Automatic term extraction is a key technology for optimizing natural language processing tasks such as machine translation, sentiment analysis, knowledge graph construction, and/or ontology population. This study presents the T-Extractor approach for unsupervised term extraction. The research goal is to develop an efficient method that does not require labeled data, and to analyze its applicability on scientific texts. T-Extractor combines rule-based, statistical, and semantic analysis, treating unigram and phrase extraction as two subtasks. Part-of-speech templates are used in the candidate selection phase, while a filter based on raw and rectified frequencies refines phrase boundaries. TopicScore is applied for final term filtering, improving extraction precision. Additionally, simple rules help identify abbreviations and named entities, improving recall. T-Extractor was tested on the ACTER (three languages, four domains) and ACL RD-TEC 2.0 datasets.
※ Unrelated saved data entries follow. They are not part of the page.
use axum::{
    Json,
    http::StatusCode,
    response::{IntoResponse, Response},
};
use serde::Serialize;
use thiserror::Error;

/// Errors surfaced at the HTTP boundary.
///
/// Client errors render as `{"error": ...}`, server errors as the failure
/// envelope `{"success": false, "error": ...}` with the underlying message.
#[derive(Debug, Error)]
pub enum AppError {
    #[error("{0}")]
    BadRequest(String),

    #[error("Method not allowed")]
    MethodNotAllowed,

    #[error("{0}")]
    InternalError(#[from] anyhow::Error),

    #[error("Configuration error: {0}")]
    ConfigError(anyhow::Error),
}

impl From<config::ConfigError> for AppError {
    fn from(err: config::ConfigError) -> Self {
        AppError::ConfigError(anyhow::Error::new(err))
    }
}

impl From<std::io::Error> for AppError {
    fn from(err: std::io::Error) -> Self {
        AppError::InternalError(anyhow::Error::new(err))
    }
}

impl IntoResponse for AppError {
    fn into_response(self) -> Response {
        #[derive(Serialize)]
        struct ErrorResponse {
            error: String,
        }

        #[derive(Serialize)]
        struct FailureEnvelope {
            success: bool,
            error: String,
        }

        match self {
            AppError::BadRequest(message) => (
                StatusCode::BAD_REQUEST,
                Json(ErrorResponse { error: message }),
            )
                .into_response(),
            AppError::MethodNotAllowed => {
                (StatusCode::METHOD_NOT_ALLOWED, "Method not allowed").into_response()
            }
            err => {
                tracing::error!(error = %err, "Request failed");
                (
                    StatusCode::INTERNAL_SERVER_ERROR,
                    Json(FailureEnvelope {
                        success: false,
                        error: err.to_string(),
                    }),
                )
                    .into_response()
            }
        }
    }
}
In English, the best result was achieved in the equi domain, with an F1- measure of

48.5%, precision of 41.6%, and recall of 58.2%. On the ACTER dataset, the approach outperformed existing unsupervised methods and performed better than the supervised GPT-3.5-Turbo and BERT models in the corp and wind domains. Specifically, in the corp domain, T-Extractor’s F1- measure approached that of the HAMLET model, lagging by 3.7%. In addition, the method showed results comparable to those of promtATE and TALN-LS2N.

Kalykulova A., Nugumanova A. //Informatica. – 2025. – Т. 49. – №. 2.